--- START ---
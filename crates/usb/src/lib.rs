//! USB 类驱动
//!
//! 此 crate 在 [`cdi`] 的 USB 设备模型之上提供两个类驱动：
//!
//! - [`HidDriver`] - 启动协议键盘与鼠标，把报告解码成 [`cdi::InputSink`] 事件
//! - [`MsdDriver`] - 大容量存储 Bulk-Only Transport，把 LUN 注册为 [`cdi::Disk`]
//!
//! 使用前通过 [`register_class_drivers`] 把驱动注册到 [`cdi::Cdi`] 上下文，
//! 之后由 [`cdi::usb::UsbBus`] 在枚举时按接口三元组匹配。

#![no_std]

extern crate alloc;

pub mod hid;
pub mod msd;

use alloc::sync::Arc;

use cdi::{Cdi, DriverHandle, InputSink, RegisterOutcome};

pub use hid::{HidDriver, HidKind};
pub use msd::{MsdConfig, MsdDriver, MsdError};

/// 把 HID 与 MSD 驱动注册到上下文
///
/// 返回两个驱动各自的注册结果。
pub fn register_class_drivers(
    cdi: &Cdi,
    sink: Arc<dyn InputSink>,
    config: MsdConfig,
) -> (RegisterOutcome, RegisterOutcome) {
    let hid = cdi
        .drivers()
        .register(DriverHandle::UsbClass(HidDriver::new(sink)));
    let msd = cdi.drivers().register(DriverHandle::UsbClass(MsdDriver::new(
        cdi.disks().clone(),
        config,
    )));
    log::info!("usb: class drivers registered (hid {:?}, msd {:?})", hid, msd);
    (hid, msd)
}
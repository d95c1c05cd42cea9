//! 测试支持 crate
//!
//! 提供与被测 crate 解耦的 Mock 数据类型。各 crate 在测试配置下为这些类型
//! 实现自己的 trait（例如 `sync::ArchOps`、`cdi::SchedOps`）。

#![no_std]

pub mod mock;
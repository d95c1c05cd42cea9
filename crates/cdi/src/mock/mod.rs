//! 测试用 Mock 实现
//!
//! 在 `cfg(test)` 或开启 `mock` 特性时编译，供本 crate 和类驱动 crate 的宿主机测试使用：
//!
//! - [`init_test_env`]：注册基于 `test-support` 的架构操作和虚拟时钟调度操作
//! - [`MockHostController`]：可编程应答的主控制器
//! - [`MockDevice`] / [`ConfigBuilder`]：应答标准请求的设备模型

mod device;
mod host;

pub use device::{ConfigBuilder, MockDevice, device_descriptor};
pub use host::{MockHostController, MockReply, Responder};

use core::sync::atomic::{AtomicUsize, Ordering};

use sync::ArchOps;
use test_support::mock::arch::MOCK_ARCH_OPS;
use test_support::mock::sched::MOCK_SCHED_OPS;

use crate::ops::SchedOps;

struct TestArchOps;

impl ArchOps for TestArchOps {
    unsafe fn read_and_disable_interrupts(&self) -> usize {
        // SAFETY: 转发给 mock 实现
        unsafe { MOCK_ARCH_OPS.read_and_disable_interrupts() }
    }

    unsafe fn restore_interrupts(&self, flags: usize) {
        // SAFETY: 转发给 mock 实现
        unsafe { MOCK_ARCH_OPS.restore_interrupts(flags) }
    }

    fn interrupt_enable_mask(&self) -> usize {
        MOCK_ARCH_OPS.interrupt_enable_mask()
    }

    fn in_interrupt(&self) -> bool {
        MOCK_ARCH_OPS.in_interrupt()
    }
}

struct TestSchedOps;

impl SchedOps for TestSchedOps {
    fn now_ms(&self) -> u64 {
        MOCK_SCHED_OPS.now_ms()
    }

    fn block_on(&self, channel: usize, deadline_ms: u64) {
        MOCK_SCHED_OPS.block_on(channel, deadline_ms)
    }

    fn wake_all(&self, channel: usize) {
        MOCK_SCHED_OPS.wake_all(channel)
    }
}

static TEST_ARCH_OPS: TestArchOps = TestArchOps;
static TEST_SCHED_OPS: TestSchedOps = TestSchedOps;
// 0 = uninit, 1 = initializing, 2 = ready
static ENV_INIT: AtomicUsize = AtomicUsize::new(0);

/// 注册测试用的平台操作，可重复调用
///
/// 时钟是虚拟的：每次睡眠推进 1 ms，超时路径不依赖真实时间。
pub fn init_test_env() {
    match ENV_INIT.compare_exchange(0, 1, Ordering::AcqRel, Ordering::Acquire) {
        Ok(_) => {
            // SAFETY: 只有赢得 compare_exchange 的线程执行注册
            unsafe {
                sync::register_arch_ops(&TEST_ARCH_OPS);
                crate::ops::register_sched_ops(&TEST_SCHED_OPS);
            }
            ENV_INIT.store(2, Ordering::Release);
        }
        Err(_) => {
            while ENV_INIT.load(Ordering::Acquire) != 2 {
                core::hint::spin_loop();
            }
        }
    }
}
//! 同步原语
//!
//! 为 CDI 驱动框架和 USB 子系统提供中断安全的锁原语：
//!
//! - [`IntrGuard`]：基于 RAII 的本地中断屏蔽
//! - [`RawSpinLock`]：实现 [`lock_api::RawMutex`] 的自旋锁，持锁期间屏蔽中断
//! - [`SpinLock`]：基于 `lock_api` 的数据自旋锁
//! - [`in_interrupt`]：查询当前是否处于中断上下文
//!
//! # 架构依赖
//!
//! 此 crate 通过 `ArchOps` trait 抽象架构相关操作。
//! 使用前必须调用 `register_arch_ops` 注册实现。

#![no_std]

mod intr_guard;
mod raw_spin_lock;
mod spin_lock;

pub use intr_guard::*;
pub use raw_spin_lock::*;
pub use spin_lock::*;

use core::sync::atomic::{AtomicUsize, Ordering};

/// 架构相关操作的 trait
///
/// 由内核实现并注册，提供中断控制和中断上下文查询
pub trait ArchOps: Send + Sync {
    /// 读取并禁用本地中断，返回之前的状态
    ///
    /// # Safety
    /// 调用者必须确保在适当的上下文中调用
    unsafe fn read_and_disable_interrupts(&self) -> usize;

    /// 恢复中断状态
    ///
    /// # Safety
    /// flags 必须是之前 read_and_disable_interrupts 返回的值
    unsafe fn restore_interrupts(&self, flags: usize);

    /// 中断使能位掩码，用于解释 read_and_disable_interrupts 的返回值
    fn interrupt_enable_mask(&self) -> usize;

    /// 当前是否运行在中断处理程序（或其延伸的完成回调）中
    fn in_interrupt(&self) -> bool;
}

/// 全局架构操作实例（存储 fat pointer 的两个部分）
static ARCH_OPS_DATA: AtomicUsize = AtomicUsize::new(0);
static ARCH_OPS_VTABLE: AtomicUsize = AtomicUsize::new(0);

/// 注册架构操作实现
///
/// # Safety
/// 必须在单线程环境下调用，且只能调用一次
pub unsafe fn register_arch_ops(ops: &'static dyn ArchOps) {
    let ptr = ops as *const dyn ArchOps;
    // SAFETY: fat pointer 的布局是 (data, vtable)
    let (data, vtable) = unsafe { core::mem::transmute::<*const dyn ArchOps, (usize, usize)>(ptr) };
    ARCH_OPS_DATA.store(data, Ordering::Release);
    ARCH_OPS_VTABLE.store(vtable, Ordering::Release);
}

/// 获取架构操作实例
#[inline]
pub(crate) fn arch_ops() -> &'static dyn ArchOps {
    let data = ARCH_OPS_DATA.load(Ordering::Acquire);
    let vtable = ARCH_OPS_VTABLE.load(Ordering::Acquire);
    if data == 0 {
        panic!("sync: ArchOps not registered, call register_arch_ops first");
    }
    // SAFETY: data 和 vtable 是通过 register_arch_ops 设置的有效指针
    unsafe { &*core::mem::transmute::<(usize, usize), *const dyn ArchOps>((data, vtable)) }
}

/// 当前是否处于中断上下文
///
/// 中断上下文中不允许任何可能睡眠的等待。
#[inline]
pub fn in_interrupt() -> bool {
    arch_ops().in_interrupt()
}
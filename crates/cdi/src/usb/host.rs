//! 主控制器接口
//!
//! 寄存器级编程不在本 crate 范围内。主控制器驱动实现 [`HostController`]，
//! 接收 [`TransferRequest`]，并在硬件完成时调用
//! [`TransferEngine::complete`](super::TransferEngine::complete) 按端点报告结果。

use alloc::vec::Vec;

use super::descriptor::SetupPacket;
use super::device::{Endpoint, TransferType};
use super::error::UsbError;

/// 传输标识，重新提交（re-arm）时保持不变
#[derive(Debug, Clone, Copy, PartialEq, Eq, PartialOrd, Ord, Hash)]
pub struct TransferId(pub usize);

/// 端点键：设备地址 + 端点地址
///
/// 控制端点的 IN/OUT 共用一个键（端点 0），其他端点按含方向位的地址区分。
#[derive(Debug, Clone, Copy, PartialEq, Eq, PartialOrd, Ord, Hash)]
pub struct EndpointKey {
    /// 设备地址
    pub device: u8,
    /// 端点地址（含方向位）
    pub endpoint: u8,
}

impl EndpointKey {
    /// 由设备地址和端点构造
    pub fn new(device: u8, endpoint: &Endpoint) -> Self {
        let endpoint = match endpoint.transfer_type() {
            TransferType::Control => endpoint.number(),
            _ => endpoint.address(),
        };
        Self { device, endpoint }
    }

    /// 是否为控制端点
    pub fn is_control(&self) -> bool {
        self.endpoint & 0x0F == 0
    }
}

/// 交给主控制器的请求
#[derive(Debug, Clone)]
pub struct TransferRequest {
    /// 传输标识
    pub id: TransferId,
    /// 目标端点
    pub key: EndpointKey,
    /// 端点属性
    pub endpoint: Endpoint,
    /// 控制传输的 setup 阶段
    pub setup: Option<SetupPacket>,
    /// OUT 方向的数据
    pub data: Vec<u8>,
    /// 请求长度
    pub length: usize,
}

/// 主控制器报告的完成数据
#[derive(Debug, Clone, Copy, PartialEq, Eq)]
pub enum Completion<'a> {
    /// IN 方向收到的数据
    Received(&'a [u8]),
    /// OUT 方向实际发送的字节数
    Sent(usize),
    /// 没有数据阶段
    Empty,
}

/// 主控制器
pub trait HostController: Send + Sync {
    /// 控制器名
    fn name(&self) -> &str;

    /// 把请求加入硬件队列
    ///
    /// 同一端点上的请求必须按提交顺序完成。实现可以在本调用内直接完成请求，
    /// 调用时引擎不持有任何锁。
    fn enqueue(&self, request: &TransferRequest) -> Result<(), UsbError>;

    /// 取消请求并隔离硬件
    ///
    /// 返回后硬件不得再访问该请求，也不得再为它报告完成。
    fn cancel(&self, id: TransferId);
}
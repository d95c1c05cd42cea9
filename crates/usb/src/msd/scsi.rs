//! SCSI 透明命令集（SFF-8070i/UFI 共用的子集）

use alloc::string::String;

use super::MsdError;

/// 操作码
pub mod opcode {
    /// TEST UNIT READY
    pub const TEST_UNIT_READY: u8 = 0x00;
    /// REQUEST SENSE
    pub const REQUEST_SENSE: u8 = 0x03;
    /// INQUIRY
    pub const INQUIRY: u8 = 0x12;
    /// READ CAPACITY(10)
    pub const READ_CAPACITY_10: u8 = 0x25;
    /// READ(10)
    pub const READ_10: u8 = 0x28;
    /// WRITE(10)
    pub const WRITE_10: u8 = 0x2A;
}

/// 感知键
#[derive(Debug, Clone, Copy, PartialEq, Eq)]
pub enum SenseKey {
    /// 无错误
    NoSense,
    /// 已恢复的错误
    RecoveredError,
    /// 设备未就绪
    NotReady,
    /// 介质错误
    MediumError,
    /// 硬件错误
    HardwareError,
    /// 非法请求
    IllegalRequest,
    /// 介质更换或复位后的单元注意
    UnitAttention,
    /// 写保护
    DataProtect,
    /// 命令被中止
    AbortedCommand,
    /// 其他
    Other(u8),
}

impl SenseKey {
    /// 由感知数据第 2 字节的低 4 位解码
    pub fn from_bits(bits: u8) -> Self {
        match bits & 0x0F {
            0x0 => SenseKey::NoSense,
            0x1 => SenseKey::RecoveredError,
            0x2 => SenseKey::NotReady,
            0x3 => SenseKey::MediumError,
            0x4 => SenseKey::HardwareError,
            0x5 => SenseKey::IllegalRequest,
            0x6 => SenseKey::UnitAttention,
            0x7 => SenseKey::DataProtect,
            0xB => SenseKey::AbortedCommand,
            other => SenseKey::Other(other),
        }
    }

    /// 编码为低 4 位
    pub fn bits(&self) -> u8 {
        match self {
            SenseKey::NoSense => 0x0,
            SenseKey::RecoveredError => 0x1,
            SenseKey::NotReady => 0x2,
            SenseKey::MediumError => 0x3,
            SenseKey::HardwareError => 0x4,
            SenseKey::IllegalRequest => 0x5,
            SenseKey::UnitAttention => 0x6,
            SenseKey::DataProtect => 0x7,
            SenseKey::AbortedCommand => 0xB,
            SenseKey::Other(bits) => bits & 0x0F,
        }
    }

    /// 重发同一命令是否可能成功
    pub fn is_transient(&self) -> bool {
        matches!(
            self,
            SenseKey::NoSense
                | SenseKey::RecoveredError
                | SenseKey::NotReady
                | SenseKey::UnitAttention
                | SenseKey::AbortedCommand
        )
    }
}

/// 固定格式感知数据
#[derive(Debug, Clone, Copy, PartialEq, Eq)]
pub struct SenseData {
    /// 感知键
    pub key: SenseKey,
    /// 附加感知码
    pub asc: u8,
    /// 附加感知码限定符
    pub ascq: u8,
}

impl SenseData {
    /// REQUEST SENSE 分配长度
    pub const LEN: usize = 18;

    /// 解析，至少需要 14 字节（ASC/ASCQ 在第 12、13 字节）
    pub fn parse(bytes: &[u8]) -> Result<Self, MsdError> {
        if bytes.len() < 14 {
            return Err(MsdError::ShortData);
        }
        Ok(Self {
            key: SenseKey::from_bits(bytes[2]),
            asc: bytes[12],
            ascq: bytes[13],
        })
    }
}

/// INQUIRY 标准数据
#[derive(Debug, Clone, PartialEq, Eq)]
pub struct InquiryData {
    /// 外设类型（0 = 直接访问块设备）
    pub peripheral_type: u8,
    /// 可移动介质
    pub removable: bool,
    /// 厂商标识
    pub vendor: String,
    /// 产品标识
    pub product: String,
}

impl InquiryData {
    /// INQUIRY 分配长度
    pub const LEN: usize = 36;

    /// 解析标准 INQUIRY 数据
    pub fn parse(bytes: &[u8]) -> Result<Self, MsdError> {
        if bytes.len() < Self::LEN {
            return Err(MsdError::ShortData);
        }
        Ok(Self {
            peripheral_type: bytes[0] & 0x1F,
            removable: bytes[1] & 0x80 != 0,
            vendor: ascii_field(&bytes[8..16]),
            product: ascii_field(&bytes[16..32]),
        })
    }
}

fn ascii_field(bytes: &[u8]) -> String {
    let text: String = bytes
        .iter()
        .map(|&b| if b.is_ascii_graphic() || b == b' ' { b as char } else { '?' })
        .collect();
    String::from(text.trim_end())
}

/// READ CAPACITY(10) 结果
#[derive(Debug, Clone, Copy, PartialEq, Eq)]
pub struct Capacity {
    /// 最后一个逻辑块地址
    pub last_lba: u32,
    /// 块长度（字节）
    pub block_len: u32,
}

impl Capacity {
    /// 响应长度
    pub const LEN: usize = 8;

    /// 解析大端格式的响应
    pub fn parse(bytes: &[u8]) -> Result<Self, MsdError> {
        if bytes.len() < Self::LEN {
            return Err(MsdError::ShortData);
        }
        let capacity = Self {
            last_lba: u32::from_be_bytes([bytes[0], bytes[1], bytes[2], bytes[3]]),
            block_len: u32::from_be_bytes([bytes[4], bytes[5], bytes[6], bytes[7]]),
        };
        if capacity.block_len == 0 {
            return Err(MsdError::InvalidStatus);
        }
        Ok(capacity)
    }

    /// 块数
    pub fn blocks(&self) -> u64 {
        self.last_lba as u64 + 1
    }
}

/// TEST UNIT READY
pub fn test_unit_ready() -> [u8; 6] {
    [opcode::TEST_UNIT_READY, 0, 0, 0, 0, 0]
}

/// REQUEST SENSE
pub fn request_sense() -> [u8; 6] {
    [opcode::REQUEST_SENSE, 0, 0, 0, SenseData::LEN as u8, 0]
}

/// INQUIRY
pub fn inquiry() -> [u8; 6] {
    [opcode::INQUIRY, 0, 0, 0, InquiryData::LEN as u8, 0]
}

/// READ CAPACITY(10)
pub fn read_capacity_10() -> [u8; 10] {
    [opcode::READ_CAPACITY_10, 0, 0, 0, 0, 0, 0, 0, 0, 0]
}

/// READ(10)
pub fn read_10(lba: u32, blocks: u16) -> [u8; 10] {
    rw_10(opcode::READ_10, lba, blocks)
}

/// WRITE(10)
pub fn write_10(lba: u32, blocks: u16) -> [u8; 10] {
    rw_10(opcode::WRITE_10, lba, blocks)
}

fn rw_10(op: u8, lba: u32, blocks: u16) -> [u8; 10] {
    let lba = lba.to_be_bytes();
    let blocks = blocks.to_be_bytes();
    [op, 0, lba[0], lba[1], lba[2], lba[3], 0, blocks[0], blocks[1], 0]
}

/// 解析 READ(10)/WRITE(10) 命令块中的 LBA 和块数
pub fn parse_rw_10(command: &[u8]) -> Option<(u32, u16)> {
    if command.len() < 10 {
        return None;
    }
    let lba = u32::from_be_bytes([command[2], command[3], command[4], command[5]]);
    let blocks = u16::from_be_bytes([command[7], command[8]]);
    Some((lba, blocks))
}

#[cfg(test)]
mod tests {
    use super::*;

    #[test]
    fn test_read_write_10_layout() {
        let cmd = read_10(0x0102_0304, 0x0506);
        assert_eq!(cmd, [0x28, 0, 1, 2, 3, 4, 0, 5, 6, 0]);
        assert_eq!(parse_rw_10(&cmd), Some((0x0102_0304, 0x0506)));
        assert_eq!(write_10(9, 1)[0], opcode::WRITE_10);
        assert_eq!(parse_rw_10(&cmd[..9]), None);
    }

    #[test]
    fn test_capacity() {
        let cap = Capacity::parse(&[0, 0, 0x0F, 0xFF, 0, 0, 2, 0]).unwrap();
        assert_eq!(cap.last_lba, 0xFFF);
        assert_eq!(cap.block_len, 512);
        assert_eq!(cap.blocks(), 0x1000);
        assert_eq!(Capacity::parse(&[0; 7]), Err(MsdError::ShortData));
        assert_eq!(Capacity::parse(&[0; 8]), Err(MsdError::InvalidStatus));
    }

    #[test]
    fn test_sense_and_inquiry() {
        let mut sense = [0u8; 18];
        sense[0] = 0x70;
        sense[2] = 0x07;
        sense[12] = 0x27;
        let parsed = SenseData::parse(&sense).unwrap();
        assert_eq!(parsed.key, SenseKey::DataProtect);
        assert_eq!(parsed.asc, 0x27);
        assert!(!parsed.key.is_transient());
        assert!(SenseKey::UnitAttention.is_transient());
        assert_eq!(SenseKey::from_bits(0x0E), SenseKey::Other(0x0E));
        assert_eq!(SenseKey::Other(0x0E).bits(), 0x0E);

        let mut inq = [0u8; 36];
        inq[1] = 0x80;
        inq[8..16].copy_from_slice(b"ACME    ");
        inq[16..32].copy_from_slice(b"Flash Disk      ");
        let data = InquiryData::parse(&inq).unwrap();
        assert_eq!(data.peripheral_type, 0);
        assert!(data.removable);
        assert_eq!(data.vendor, "ACME");
        assert_eq!(data.product, "Flash Disk");
    }
}
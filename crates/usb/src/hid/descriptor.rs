//! HID 类描述符与类请求

use cdi::usb::UsbError;
use cdi::usb::descriptor::descriptor_type;

/// HID 类请求
pub mod hid_request {
    /// SET_REPORT
    pub const SET_REPORT: u8 = 0x09;
    /// SET_IDLE
    pub const SET_IDLE: u8 = 0x0A;
    /// SET_PROTOCOL
    pub const SET_PROTOCOL: u8 = 0x0B;
}

/// SET_PROTOCOL 的 wValue：启动协议
pub const PROTOCOL_BOOT: u16 = 0;

/// SET_REPORT 的报告类型：输出报告（wValue 高字节）
pub const REPORT_TYPE_OUTPUT: u16 = 0x02;

/// HID 描述符（9 字节，小端，无填充）
#[derive(Debug, Clone, Copy, PartialEq, Eq)]
pub struct HidDescriptor {
    /// bcdHID
    pub bcd_hid: u16,
    /// bCountryCode
    pub country_code: u8,
    /// bNumDescriptors
    pub num_descriptors: u8,
    /// 第一个下级描述符的类型，通常是报告描述符
    pub report_type: u8,
    /// 第一个下级描述符的长度
    pub report_length: u16,
}

impl HidDescriptor {
    /// 线格式长度
    pub const LEN: usize = 9;

    /// 解析线格式
    pub fn parse(bytes: &[u8]) -> Result<Self, UsbError> {
        if bytes.len() < Self::LEN
            || (bytes[0] as usize) < Self::LEN
            || bytes[1] != descriptor_type::HID
        {
            return Err(UsbError::Malformed);
        }
        let desc = Self {
            bcd_hid: u16::from_le_bytes([bytes[2], bytes[3]]),
            country_code: bytes[4],
            num_descriptors: bytes[5],
            report_type: bytes[6],
            report_length: u16::from_le_bytes([bytes[7], bytes[8]]),
        };
        if desc.num_descriptors == 0 {
            return Err(UsbError::Malformed);
        }
        Ok(desc)
    }

    /// 编码为线格式
    pub fn to_bytes(&self) -> [u8; Self::LEN] {
        let bcd = self.bcd_hid.to_le_bytes();
        let len = self.report_length.to_le_bytes();
        [
            Self::LEN as u8,
            descriptor_type::HID,
            bcd[0],
            bcd[1],
            self.country_code,
            self.num_descriptors,
            self.report_type,
            len[0],
            len[1],
        ]
    }
}

#[cfg(test)]
mod tests {
    use super::*;

    const KEYBOARD: [u8; 9] = [0x09, 0x21, 0x11, 0x01, 0x00, 0x01, 0x22, 0x3F, 0x00];

    #[test]
    fn test_parse_keyboard_descriptor() {
        let desc = HidDescriptor::parse(&KEYBOARD).unwrap();
        assert_eq!(desc.bcd_hid, 0x0111);
        assert_eq!(desc.num_descriptors, 1);
        assert_eq!(desc.report_type, descriptor_type::HID_REPORT);
        assert_eq!(desc.report_length, 63);
        assert_eq!(desc.to_bytes(), KEYBOARD);
    }

    #[test]
    fn test_reject_bad_descriptor() {
        assert_eq!(HidDescriptor::parse(&KEYBOARD[..8]), Err(UsbError::Malformed));

        let mut wrong_type = KEYBOARD;
        wrong_type[1] = 0x22;
        assert_eq!(HidDescriptor::parse(&wrong_type), Err(UsbError::Malformed));

        let mut no_reports = KEYBOARD;
        no_reports[5] = 0;
        assert_eq!(HidDescriptor::parse(&no_reports), Err(UsbError::Malformed));
    }
}
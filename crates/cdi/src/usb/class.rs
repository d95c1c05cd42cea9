//! USB 类驱动接口

use alloc::sync::Arc;

use super::device::Interface;
use super::error::SetupError;
use crate::driver::Driver;

/// USB 类驱动
///
/// 注册表按接口的类/子类/协议三元组调用 [`matches`](UsbClassDriver::matches)
/// 选择驱动，然后由总线在枚举路径上调用 [`setup`](UsbClassDriver::setup)。
pub trait UsbClassDriver: Driver {
    /// 是否处理该接口三元组
    fn matches(&self, class: u8, subclass: u8, protocol: u8) -> bool;

    /// 认领接口：查找端点、读取类描述符、提交稳态传输
    ///
    /// 失败时接口保持未认领状态，通过 `set_driver_data` 保存的状态会被总线释放。
    fn setup(&self, interface: &Arc<Interface>) -> Result<(), SetupError>;

    /// 拔出时调用，每个接口恰好一次
    ///
    /// 调用时设备的所有传输已经被取消。
    fn teardown(&self, interface: &Arc<Interface>);
}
--- END ---
Which lines in the records contain the word "Flash"? Copy each one.

        inq[16..32].copy_from_slice(b"Flash Disk      ");
        assert_eq!(data.product, "Flash Disk");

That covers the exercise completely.